Requirement »
From the data, copy out every line in which the word "Idle" appears.

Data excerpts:
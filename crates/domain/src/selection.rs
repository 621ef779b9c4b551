//! Selection: the node currently chosen in the console.
//!
//! Invariant: a selection is either empty or names a node present in the
//! last-fetched list. The only ways to build a non-empty selection go
//! through a node list, so the invariant is checked at construction.

use crate::node::Node;

/// The currently selected node identifier, if any.
#[derive(Debug, Clone, Default, PartialEq, Eq)]
pub struct Selection(Option<String>);

impl Selection {
    /// The empty selection.
    #[must_use]
    pub fn none() -> Self {
        Self(None)
    }

    /// Select `node` if it is present in `nodes`.
    #[must_use]
    pub fn of(nodes: &[Node], node: &str) -> Option<Self> {
        nodes
            .iter()
            .any(|n| n.node == node)
            .then(|| Self(Some(node.to_string())))
    }

    /// Selection to use after `nodes` replaced the cached list: the current
    /// node when it is still listed, otherwise the first node, otherwise
    /// nothing.
    #[must_use]
    pub fn reconcile(&self, nodes: &[Node]) -> Self {
        self.node()
            .and_then(|current| Self::of(nodes, current))
            .unwrap_or_else(|| Self(nodes.first().map(|n| n.node.clone())))
    }

    /// The selected node identifier.
    #[must_use]
    pub fn node(&self) -> Option<&str> {
        self.0.as_deref()
    }

    #[must_use]
    pub fn is_empty(&self) -> bool {
        self.0.is_none()
    }

    /// Look the selected node up in `nodes`.
    #[must_use]
    pub fn find<'a>(&self, nodes: &'a [Node]) -> Option<&'a Node> {
        let id = self.node()?;
        nodes.iter().find(|n| n.node == id)
    }
}

#[cfg(test)]
mod tests {
    use super::*;

    fn nodes(ids: &[&str]) -> Vec<Node> {
        ids.iter().map(|id| Node::new(*id)).collect()
    }

    #[test]
    fn should_default_to_first_node_when_empty() {
        let list = nodes(&["a", "b"]);
        let sel = Selection::none().reconcile(&list);
        assert_eq!(sel.node(), Some("a"));
    }

    #[test]
    fn should_preserve_selection_when_node_still_listed() {
        let list = nodes(&["a", "b"]);
        let sel = Selection::of(&list, "b").unwrap();
        assert_eq!(sel.reconcile(&nodes(&["b", "c"])).node(), Some("b"));
    }

    #[test]
    fn should_fall_back_to_first_node_when_selected_node_disappears() {
        let sel = Selection::of(&nodes(&["a", "b"]), "b").unwrap();
        assert_eq!(sel.reconcile(&nodes(&["c", "d"])).node(), Some("c"));
    }

    #[test]
    fn should_become_empty_when_list_is_empty() {
        let sel = Selection::of(&nodes(&["a"]), "a").unwrap();
        assert!(sel.reconcile(&[]).is_empty());
    }

    #[test]
    fn should_refuse_to_select_unknown_node() {
        assert!(Selection::of(&nodes(&["a"]), "zzz").is_none());
    }

    #[test]
    fn should_find_selected_node() {
        let list = nodes(&["a", "b"]);
        let sel = Selection::of(&list, "b").unwrap();
        assert_eq!(sel.find(&list).map(|n| n.node.as_str()), Some("b"));
        assert!(Selection::none().find(&list).is_none());
    }
}
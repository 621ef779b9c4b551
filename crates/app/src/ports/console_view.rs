//! Console view port: where the console state is displayed.

use crate::state::ConsoleState;

/// Receives a snapshot of the console state after every change.
pub trait ConsoleView {
    /// Display `state`. Called synchronously; must not call back into the
    /// console.
    fn render(&self, state: &ConsoleState);
}

impl<T: ConsoleView + ?Sized> ConsoleView for std::rc::Rc<T> {
    fn render(&self, state: &ConsoleState) {
        (**self).render(state);
    }
}
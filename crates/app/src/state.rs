//! Console state: everything the console displays, held explicitly.

use nodeconsole_domain::error::ValidationError;
use nodeconsole_domain::node::Node;
use nodeconsole_domain::render::{self, NodeOption};
use nodeconsole_domain::selection::Selection;

/// Status text shown while a command is in flight.
pub const SENDING: &str = "Sending...";

/// Progress of the node list. Reset to `Loading` on every refresh trigger.
#[derive(Debug, Clone, Default, PartialEq, Eq)]
pub enum LoadState {
    #[default]
    Idle,
    Loading,
    Loaded,
    Failed(String),
}

/// Outcome of the last command.
#[derive(Debug, Clone, Default, PartialEq)]
pub enum CommandStatus {
    #[default]
    Idle,
    Sending,
    /// Raw JSON returned by the backend.
    Completed(serde_json::Value),
    Failed(String),
    /// Rejected locally; nothing was sent.
    Rejected(ValidationError),
}

/// Snapshot of the console.
#[derive(Debug, Clone, Default, PartialEq)]
pub struct ConsoleState {
    /// Last fetched node list.
    pub nodes: Vec<Node>,
    pub selection: Selection,
    pub load: LoadState,
    pub command: CommandStatus,
}

impl ConsoleState {
    /// Entries of the node selector.
    ///
    /// While the first load is pending a single "Loading..." placeholder is
    /// shown; a reload keeps the previous list visible until it resolves.
    #[must_use]
    pub fn options(&self) -> Vec<NodeOption> {
        match &self.load {
            LoadState::Failed(_) => vec![NodeOption::placeholder(render::LOAD_FAILED)],
            LoadState::Idle | LoadState::Loading if self.nodes.is_empty() => {
                vec![NodeOption::placeholder(render::LOADING)]
            }
            _ => render::node_options(&self.nodes),
        }
    }

    /// Detail text for the selected node, `None` when nothing is selected.
    #[must_use]
    pub fn details(&self) -> Option<String> {
        render::render_details(&self.nodes, &self.selection)
    }

    #[must_use]
    pub fn selected_node(&self) -> Option<&Node> {
        self.selection.find(&self.nodes)
    }

    #[must_use]
    pub fn is_loading(&self) -> bool {
        matches!(self.load, LoadState::Loading)
    }

    /// Text for the shared status area: a load failure first, then the
    /// outcome of the last command.
    #[must_use]
    pub fn status_text(&self) -> String {
        let mut lines = Vec::new();
        if let LoadState::Failed(message) = &self.load {
            lines.push(format!("Failed to load nodes: {message}"));
        }
        match &self.command {
            CommandStatus::Idle => {}
            CommandStatus::Sending => lines.push(SENDING.to_string()),
            CommandStatus::Completed(result) => lines.push(
                serde_json::to_string_pretty(result).unwrap_or_else(|_| result.to_string()),
            ),
            CommandStatus::Failed(message) => lines.push(format!("Error: {message}")),
            CommandStatus::Rejected(err) => lines.push(err.to_string()),
        }
        lines.join("\n")
    }
}

#[cfg(test)]
mod tests {
    use super::*;
    use serde_json::json;

    fn loaded(ids: &[&str]) -> ConsoleState {
        let nodes: Vec<Node> = ids.iter().map(|id| Node::new(*id)).collect();
        ConsoleState {
            selection: Selection::none().reconcile(&nodes),
            nodes,
            load: LoadState::Loaded,
            command: CommandStatus::Idle,
        }
    }

    #[test]
    fn should_show_loading_placeholder_before_first_load() {
        let state = ConsoleState::default();
        let options = state.options();
        assert_eq!(options.len(), 1);
        assert_eq!(options[0].label, render::LOADING);
    }

    #[test]
    fn should_keep_previous_options_while_reloading() {
        let mut state = loaded(&["a", "b"]);
        state.load = LoadState::Loading;
        assert_eq!(state.options().len(), 2);
    }

    #[test]
    fn should_show_error_placeholder_after_failed_load() {
        let state = ConsoleState {
            load: LoadState::Failed("boom".to_string()),
            ..ConsoleState::default()
        };
        assert_eq!(state.options(), vec![NodeOption::placeholder(render::LOAD_FAILED)]);
        assert_eq!(state.status_text(), "Failed to load nodes: boom");
    }

    #[test]
    fn should_show_no_nodes_found_when_loaded_list_is_empty() {
        let state = loaded(&[]);
        assert_eq!(state.options(), vec![NodeOption::placeholder(render::NO_NODES)]);
        assert!(state.details().is_none());
    }

    #[test]
    fn should_render_status_for_each_command_outcome() {
        let mut state = loaded(&["a"]);
        assert_eq!(state.status_text(), "");

        state.command = CommandStatus::Sending;
        assert_eq!(state.status_text(), "Sending...");

        state.command = CommandStatus::Completed(json!({"status": "ok"}));
        assert_eq!(state.status_text(), "{\n  \"status\": \"ok\"\n}");

        state.command = CommandStatus::Failed("node_not_found".to_string());
        assert_eq!(state.status_text(), "Error: node_not_found");

        state.command = CommandStatus::Rejected(ValidationError::InvalidNumber {
            input: "x".to_string(),
        });
        assert_eq!(state.status_text(), "Invalid number input");
    }

    #[test]
    fn should_expose_selected_node() {
        let state = loaded(&["a", "b"]);
        assert_eq!(state.selected_node().map(|n| n.node.as_str()), Some("a"));
    }
}
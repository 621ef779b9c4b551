//! On / Off / Toggle buttons for the selected node.

use leptos::prelude::*;
use nodeconsole_app::state::ConsoleState;
use nodeconsole_domain::command::NodeAction;

use crate::{ConsoleHandle, run_command};

/// One button per [`NodeAction`], disabled while nothing is selected.
#[component]
pub fn ActionBar(
    /// Console state to display.
    state: ReadSignal<ConsoleState>,
    /// Console running the actions.
    console: ConsoleHandle,
) -> impl IntoView {
    let no_selection = move || state.with(|s| s.selection.is_empty());

    view! {
        <div class="actions">
            {NodeAction::ALL
                .into_iter()
                .map(|action| {
                    let on_click = move |_: leptos::ev::MouseEvent| {
                        run_command(console, move |c| async move { c.send_action(action).await });
                    };
                    view! {
                        <button class=format!("action action-{action}") on:click=on_click disabled=no_selection>
                            {action.label()}
                        </button>
                    }
                })
                .collect_view()}
        </div>
    }
}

Written reply »
    Idle,
    Idle,
            LoadState::Idle | LoadState::Loading if self.nodes.is_empty() => {
            CommandStatus::Idle => {}
            command: CommandStatus::Idle,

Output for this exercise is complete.